Start of Block

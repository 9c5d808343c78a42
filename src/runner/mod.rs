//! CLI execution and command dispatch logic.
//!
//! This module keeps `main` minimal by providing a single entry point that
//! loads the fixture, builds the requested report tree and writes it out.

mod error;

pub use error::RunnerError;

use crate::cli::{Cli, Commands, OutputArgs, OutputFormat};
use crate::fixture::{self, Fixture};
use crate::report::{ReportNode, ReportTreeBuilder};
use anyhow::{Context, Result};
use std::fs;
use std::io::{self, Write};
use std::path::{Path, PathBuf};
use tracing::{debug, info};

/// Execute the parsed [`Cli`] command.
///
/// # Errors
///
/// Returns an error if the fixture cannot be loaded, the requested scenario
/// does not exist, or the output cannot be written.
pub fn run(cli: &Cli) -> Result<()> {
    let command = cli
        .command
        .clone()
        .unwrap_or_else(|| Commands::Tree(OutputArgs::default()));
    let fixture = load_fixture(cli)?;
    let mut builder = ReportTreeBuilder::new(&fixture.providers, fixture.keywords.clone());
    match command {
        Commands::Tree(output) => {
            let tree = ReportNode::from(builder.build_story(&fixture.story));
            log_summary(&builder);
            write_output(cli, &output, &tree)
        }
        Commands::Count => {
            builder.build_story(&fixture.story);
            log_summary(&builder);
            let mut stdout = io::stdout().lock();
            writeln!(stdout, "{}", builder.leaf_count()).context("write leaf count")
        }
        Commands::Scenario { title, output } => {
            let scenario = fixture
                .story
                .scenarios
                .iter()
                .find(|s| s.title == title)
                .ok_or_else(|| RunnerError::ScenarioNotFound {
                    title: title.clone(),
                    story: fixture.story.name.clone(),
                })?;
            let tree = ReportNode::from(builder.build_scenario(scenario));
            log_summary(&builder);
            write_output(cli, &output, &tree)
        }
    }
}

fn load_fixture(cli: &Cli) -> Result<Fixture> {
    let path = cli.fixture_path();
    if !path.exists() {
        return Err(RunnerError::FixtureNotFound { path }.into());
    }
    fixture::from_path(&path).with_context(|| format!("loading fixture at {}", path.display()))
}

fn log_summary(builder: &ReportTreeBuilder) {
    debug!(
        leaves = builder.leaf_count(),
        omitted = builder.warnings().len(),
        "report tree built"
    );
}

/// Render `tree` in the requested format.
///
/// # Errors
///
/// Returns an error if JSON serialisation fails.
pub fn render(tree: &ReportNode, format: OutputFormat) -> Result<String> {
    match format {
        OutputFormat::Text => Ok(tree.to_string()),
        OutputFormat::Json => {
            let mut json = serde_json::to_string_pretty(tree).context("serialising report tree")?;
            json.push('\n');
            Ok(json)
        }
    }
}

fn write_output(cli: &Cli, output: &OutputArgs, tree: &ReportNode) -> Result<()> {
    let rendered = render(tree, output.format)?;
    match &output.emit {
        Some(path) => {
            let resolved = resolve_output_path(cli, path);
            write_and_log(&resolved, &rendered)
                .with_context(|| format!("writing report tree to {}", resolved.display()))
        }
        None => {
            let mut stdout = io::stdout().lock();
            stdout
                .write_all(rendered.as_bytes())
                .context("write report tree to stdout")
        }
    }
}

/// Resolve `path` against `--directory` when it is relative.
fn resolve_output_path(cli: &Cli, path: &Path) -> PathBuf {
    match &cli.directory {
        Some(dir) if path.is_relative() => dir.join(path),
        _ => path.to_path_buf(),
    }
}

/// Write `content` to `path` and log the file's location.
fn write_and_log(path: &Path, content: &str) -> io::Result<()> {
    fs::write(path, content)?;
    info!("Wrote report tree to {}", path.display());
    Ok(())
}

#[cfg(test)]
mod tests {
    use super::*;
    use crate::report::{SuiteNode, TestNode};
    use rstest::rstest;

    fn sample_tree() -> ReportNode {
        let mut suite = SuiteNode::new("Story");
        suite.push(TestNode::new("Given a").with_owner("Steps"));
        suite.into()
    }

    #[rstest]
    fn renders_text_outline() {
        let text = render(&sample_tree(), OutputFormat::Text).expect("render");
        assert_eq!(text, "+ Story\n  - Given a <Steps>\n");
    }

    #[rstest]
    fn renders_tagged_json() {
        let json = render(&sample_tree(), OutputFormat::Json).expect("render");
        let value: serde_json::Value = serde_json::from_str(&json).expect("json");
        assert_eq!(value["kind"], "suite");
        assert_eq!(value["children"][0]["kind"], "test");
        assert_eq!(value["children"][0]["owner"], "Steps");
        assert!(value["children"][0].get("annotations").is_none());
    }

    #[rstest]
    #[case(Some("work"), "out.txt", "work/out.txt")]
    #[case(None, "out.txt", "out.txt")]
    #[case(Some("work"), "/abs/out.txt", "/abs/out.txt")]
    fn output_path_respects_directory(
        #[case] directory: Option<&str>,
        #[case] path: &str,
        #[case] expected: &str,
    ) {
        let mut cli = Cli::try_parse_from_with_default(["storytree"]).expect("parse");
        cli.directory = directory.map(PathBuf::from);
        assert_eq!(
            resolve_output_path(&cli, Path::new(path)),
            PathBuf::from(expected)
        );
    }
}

End of Block
Start of Block

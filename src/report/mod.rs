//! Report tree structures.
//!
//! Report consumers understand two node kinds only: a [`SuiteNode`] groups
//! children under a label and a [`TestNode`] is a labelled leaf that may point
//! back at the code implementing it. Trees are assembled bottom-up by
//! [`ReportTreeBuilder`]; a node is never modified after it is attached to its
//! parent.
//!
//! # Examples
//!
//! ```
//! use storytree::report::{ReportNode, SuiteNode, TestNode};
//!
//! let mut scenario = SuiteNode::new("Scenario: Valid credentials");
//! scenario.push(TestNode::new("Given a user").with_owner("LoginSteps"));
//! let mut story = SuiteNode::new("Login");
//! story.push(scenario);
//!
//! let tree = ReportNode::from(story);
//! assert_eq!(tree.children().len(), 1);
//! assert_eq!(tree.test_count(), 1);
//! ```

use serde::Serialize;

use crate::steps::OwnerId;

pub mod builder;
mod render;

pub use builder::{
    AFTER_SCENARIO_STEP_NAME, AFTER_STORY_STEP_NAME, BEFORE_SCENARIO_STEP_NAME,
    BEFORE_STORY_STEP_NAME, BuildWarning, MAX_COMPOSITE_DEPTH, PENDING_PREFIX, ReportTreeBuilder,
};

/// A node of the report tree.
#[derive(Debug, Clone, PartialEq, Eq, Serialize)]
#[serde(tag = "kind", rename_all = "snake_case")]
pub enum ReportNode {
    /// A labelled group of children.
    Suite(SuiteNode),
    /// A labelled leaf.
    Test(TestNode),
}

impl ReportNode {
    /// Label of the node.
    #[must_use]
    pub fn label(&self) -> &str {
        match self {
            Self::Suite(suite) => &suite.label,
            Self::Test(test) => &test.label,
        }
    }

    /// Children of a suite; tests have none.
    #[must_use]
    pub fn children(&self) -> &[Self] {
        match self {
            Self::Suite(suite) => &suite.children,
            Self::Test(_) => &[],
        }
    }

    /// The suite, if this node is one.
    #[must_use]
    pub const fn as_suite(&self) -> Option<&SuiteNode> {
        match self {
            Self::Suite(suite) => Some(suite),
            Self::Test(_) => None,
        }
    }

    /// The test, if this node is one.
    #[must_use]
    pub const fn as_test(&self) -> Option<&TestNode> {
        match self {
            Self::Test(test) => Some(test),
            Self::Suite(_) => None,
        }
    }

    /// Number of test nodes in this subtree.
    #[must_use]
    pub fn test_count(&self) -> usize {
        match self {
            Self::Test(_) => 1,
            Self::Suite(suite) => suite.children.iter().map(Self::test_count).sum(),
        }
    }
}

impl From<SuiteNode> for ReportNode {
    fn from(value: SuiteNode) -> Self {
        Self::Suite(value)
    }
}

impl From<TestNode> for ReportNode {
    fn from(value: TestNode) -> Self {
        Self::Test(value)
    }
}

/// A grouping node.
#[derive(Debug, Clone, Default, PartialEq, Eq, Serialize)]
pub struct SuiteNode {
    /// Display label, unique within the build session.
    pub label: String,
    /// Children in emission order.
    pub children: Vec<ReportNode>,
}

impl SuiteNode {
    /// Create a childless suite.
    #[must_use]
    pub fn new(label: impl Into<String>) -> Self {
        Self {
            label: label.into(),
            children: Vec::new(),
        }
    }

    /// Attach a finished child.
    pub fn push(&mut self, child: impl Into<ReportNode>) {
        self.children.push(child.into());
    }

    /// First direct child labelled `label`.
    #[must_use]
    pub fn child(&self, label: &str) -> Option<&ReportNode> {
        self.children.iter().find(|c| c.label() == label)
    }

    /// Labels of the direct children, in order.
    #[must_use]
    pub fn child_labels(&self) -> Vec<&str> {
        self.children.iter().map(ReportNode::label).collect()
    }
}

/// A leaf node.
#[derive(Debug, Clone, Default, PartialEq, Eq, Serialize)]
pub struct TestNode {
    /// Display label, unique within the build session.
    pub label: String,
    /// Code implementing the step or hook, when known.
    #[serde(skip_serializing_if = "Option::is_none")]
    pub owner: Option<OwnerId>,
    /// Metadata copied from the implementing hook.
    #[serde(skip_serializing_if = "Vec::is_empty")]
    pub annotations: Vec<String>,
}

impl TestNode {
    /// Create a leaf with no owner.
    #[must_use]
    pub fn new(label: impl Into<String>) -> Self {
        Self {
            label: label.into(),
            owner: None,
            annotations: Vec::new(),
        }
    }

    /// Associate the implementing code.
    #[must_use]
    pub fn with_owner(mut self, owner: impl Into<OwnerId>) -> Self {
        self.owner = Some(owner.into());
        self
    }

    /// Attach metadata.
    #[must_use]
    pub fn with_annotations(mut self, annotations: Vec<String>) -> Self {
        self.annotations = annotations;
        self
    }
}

End of Block

* [EXERCISE GOAL]
Lines above that include the string "Create" need to be copied.

* [RESULT]
    /// Create a childless suite.
    /// Create a leaf with no owner.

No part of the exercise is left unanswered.